Global Airlines, startup maskapai penerbangan yang kontroversial, sekali lagi menarik perhatian dengan aksi publisitas yang aneh. Perusahaan baru-baru ini membagikan gambar Airbus A340 dengan stiker “Global Airlines”, yang memicu spekulasi tentang potensi akuisisi. Namun, kenyataannya tampak jauh lebih kompleks – dan mungkin kurang substansial – dibandingkan yang terlihat.

Konteks: Startup yang Dibangun di Atas Fondasi yang Dipertanyakan

Global Airlines dengan cepat menjadi terkenal karena model bisnisnya yang tidak konvensional. Maskapai ini mengumumkan rencana ambisius untuk mengoperasikan Airbus A380, sebuah pendekatan yang dipertanyakan oleh para pengamat industri mengingat tingginya biaya pengoperasian pesawat dan terbatasnya sumber daya perusahaan.

Musim semi lalu, Global Airlines sempat mengoperasikan empat penerbangan A380 dengan penumpang, namun hal ini dilakukan melalui perjanjian sewa basah dengan Hi Fly, yang berarti pengoperasian sebenarnya ditangani oleh maskapai lain. A380 kini berada dalam penyimpanan jangka panjang menunggu perawatan yang mahal, sebuah bukti tantangan yang dihadapi startup ini.

Stiker A340: Permainan Publisitas?

Perkembangan terakhir melibatkan Airbus A340-300, terdaftar sebagai 9H-SUN, yang saat ini dioperasikan oleh Hi Fly. Pesawat tersebut sekarang menampilkan stiker “GLOBAL” di sepanjang badan pesawatnya, yang dibagikan Global Airlines di media sosial. Hal ini menimbulkan pertanyaan: Apakah maskapai penerbangan tersebut benar-benar memperoleh pesawat tersebut?

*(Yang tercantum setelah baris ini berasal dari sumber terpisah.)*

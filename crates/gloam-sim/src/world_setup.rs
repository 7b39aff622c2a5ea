//! Entity construction for the wraith pool.
//!
//! The whole pool is built once at init; wraiths are never despawned during
//! gameplay, they only change phase and move between the spawner's pool and
//! active lists.

use glam::Vec3;
use hecs::World;

use gloam_core::components::*;
use gloam_core::config::MotionConfig;

/// Spawn the fixed wraith pool and return the entity handles, all Dormant.
pub fn init_pool(world: &mut World, pool_size: usize, motion: &MotionConfig) -> Vec<hecs::Entity> {
    (0..pool_size)
        .map(|_| spawn_wraith(world, motion))
        .collect()
}

/// Construct a single dormant wraith with its full component bundle.
fn spawn_wraith(world: &mut World, motion: &MotionConfig) -> hecs::Entity {
    world.spawn((
        Wraith,
        Position(Vec3::ZERO),
        WraithState::default(),
        Exposure::default(),
        Motion {
            velocity: Vec3::ZERO,
            yaw: 0.0,
            speed: motion.speed,
            burst_multiplier: motion.burst_multiplier,
        },
        motion.tuning,
        motion.swoop,
        TargetStrategy::default(),
        CullTimers::default(),
    ))
}
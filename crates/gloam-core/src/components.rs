//! ECS components for hecs entities.
//!
//! Components are plain data structs; game logic lives in systems. The one
//! exception is `Exposure`, whose value is private so that every mutation
//! goes through a single entry point, since the saturation transition must fire
//! exactly once no matter which system is illuminating.

use glam::Vec3;
use serde::{Deserialize, Serialize};

use crate::enums::WraithPhase;

/// Marks an entity as a wraith (member of the fixed adversary pool).
#[derive(Debug, Clone, Copy, Serialize, Deserialize)]
pub struct Wraith;

/// World-space position component.
#[derive(Debug, Clone, Copy, Default, PartialEq, Serialize, Deserialize)]
pub struct Position(pub Vec3);

/// Lifecycle state: phase, time in phase, and the veil dissolve scalar.
#[derive(Debug, Clone, Copy, Serialize, Deserialize)]
pub struct WraithState {
    pub phase: WraithPhase,
    /// Seconds spent in the current phase.
    pub phase_elapsed: f32,
    /// Manifestation scalar driving the dissolve shader:
    /// 1.0 = fully hidden, 0.0 = fully manifest.
    pub veil: f32,
}

impl Default for WraithState {
    fn default() -> Self {
        Self {
            phase: WraithPhase::Dormant,
            phase_elapsed: 0.0,
            veil: 1.0,
        }
    }
}

impl WraithState {
    /// Enter a new phase, resetting the phase timer.
    pub fn enter(&mut self, phase: WraithPhase) {
        self.phase = phase;
        self.phase_elapsed = 0.0;
    }
}

/// Accumulated illumination on a wraith, always in `[0, 1]`.
#[derive(Debug, Clone, Copy, Default, Serialize, Deserialize)]
pub struct Exposure {
    value: f32,
    /// Set when the beam applies exposure; consumed by the decay pass on the
    /// following tick so freshly lit wraiths do not also decay.
    lit: bool,
}

impl Exposure {
    /// Current exposure in `[0, 1]`.
    pub fn value(&self) -> f32 {
        self.value
    }

    /// Whether the beam lit this wraith since the last decay pass.
    pub fn is_lit(&self) -> bool {
        self.lit
    }

    /// Apply illumination. Returns true exactly once, on the call that
    /// saturates exposure to 1.0 (the Hunting → Dissolving trigger).
    pub fn apply(&mut self, amount: f32) -> bool {
        if self.value >= 1.0 {
            self.lit = true;
            return false;
        }
        self.value = (self.value + amount).min(1.0);
        self.lit = true;
        self.value >= 1.0
    }

    /// Linear falloff while unlit. Consumes the lit flag.
    pub fn decay(&mut self, amount: f32) {
        if !self.lit && self.value > 0.0 {
            self.value = (self.value - amount).max(0.0);
        }
        self.lit = false;
    }

    /// Reset on respawn.
    pub fn reset(&mut self) {
        self.value = 0.0;
        self.lit = false;
    }
}

/// Kinematic state of a wraith.
#[derive(Debug, Clone, Copy, Default, Serialize, Deserialize)]
pub struct Motion {
    pub velocity: Vec3,
    /// Heading on the ground plane (radians, 0 = +z).
    pub yaw: f32,
    /// Current base speed (m/s). Boosted guards carry a raised value here
    /// and are restored from config when the boost ends.
    pub speed: f32,
    /// Current burst multiplier.
    pub burst_multiplier: f32,
}

/// Steering limits and thresholds, copied from config at spawn time.
#[derive(Debug, Clone, Copy, Serialize, Deserialize)]
pub struct MotionTuning {
    /// Maximum yaw rate (rad/s).
    pub turn_rate: f32,
    /// Turn-rate multiplier past `sharp_turn_error`.
    pub sharp_turn_factor: f32,
    /// Heading error that engages the sharp-turn factor (radians).
    pub sharp_turn_error: f32,
    /// Beyond this planar distance, heading snaps straight at the target.
    pub hard_lock_range: f32,
    /// Beyond this planar distance, the burst multiplier applies.
    pub burst_range: f32,
    /// Standoff distance held from the target (meters, 0 = none).
    pub keep_distance: f32,
    /// Snap radius around the standoff point (meters).
    pub arrive_radius: f32,
}

/// Altitude-versus-distance interpolation for the approach.
#[derive(Debug, Clone, Copy, Serialize, Deserialize)]
pub struct SwoopProfile {
    /// Planar distance at which altitude holds `high_alt` (meters).
    pub far_band: f32,
    /// Planar distance at which altitude reaches `low_alt` (meters).
    pub near_band: f32,
    /// Altitude above ground when far (meters).
    pub high_alt: f32,
    /// Altitude above ground when near (meters). Also the ground clearance
    /// floor; a wraith never descends to ground level.
    pub low_alt: f32,
    /// Maximum vertical blend rate (m/s).
    pub blend_rate: f32,
}

/// How a wraith resolves its pursuit point each tick.
///
/// A tagged variant instead of a per-instance callback: a single dispatch
/// function reads the tag, so behavior changes are plain data edits.
#[derive(Debug, Clone, Copy, Serialize, Deserialize)]
pub enum TargetStrategy {
    /// Pursue the live focus point.
    Chase,
    /// Circle a hotspot, breaking into boosted pursuit when triggered.
    Guard {
        center: Vec3,
        /// Orbit radius around the center (meters).
        radius: f32,
        /// Focus distance (to the hotspot or to this wraith) that triggers
        /// the boosted pursuit.
        trigger_dist: f32,
        /// Current angle on the orbit (radians).
        orbit_phase: f32,
        /// Remaining boosted-pursuit time; 0 = orbiting.
        alert_remaining: f32,
    },
}

impl Default for TargetStrategy {
    fn default() -> Self {
        Self::Chase
    }
}

/// Per-wraith culling bookkeeping.
#[derive(Debug, Clone, Copy, Default, Serialize, Deserialize)]
pub struct CullTimers {
    /// Accumulated time spent behind the viewer and out of sight.
    pub behind_secs: f32,
    /// Remaining post-spawn protection window.
    pub protect_remaining: f32,
}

Jawabannya hampir pasti tidak. A340 milik Hi Fly, operator sewa basah yang sudah mapan, dan stiker tersebut tampaknya merupakan pengaturan merek sementara dan bukan perubahan corak penuh. Hal ini biasa terjadi pada Hi Fly yang menyewakan pesawat kepada maskapai lain sesuai kebutuhan.

Apa gunanya?

A340 baru-baru ini terbang ke Antartika dan sekarang mengoperasikan penerbangan Suriname Airways antara Paramaribo dan Amsterdam, menggantikan jet berbadan lebar yang dilarang terbang. Keterlibatan Global Airlines tampaknya terbatas pada membayar Hi Fly untuk penempatan stiker, yang kemungkinan besar akan menghasilkan publisitas.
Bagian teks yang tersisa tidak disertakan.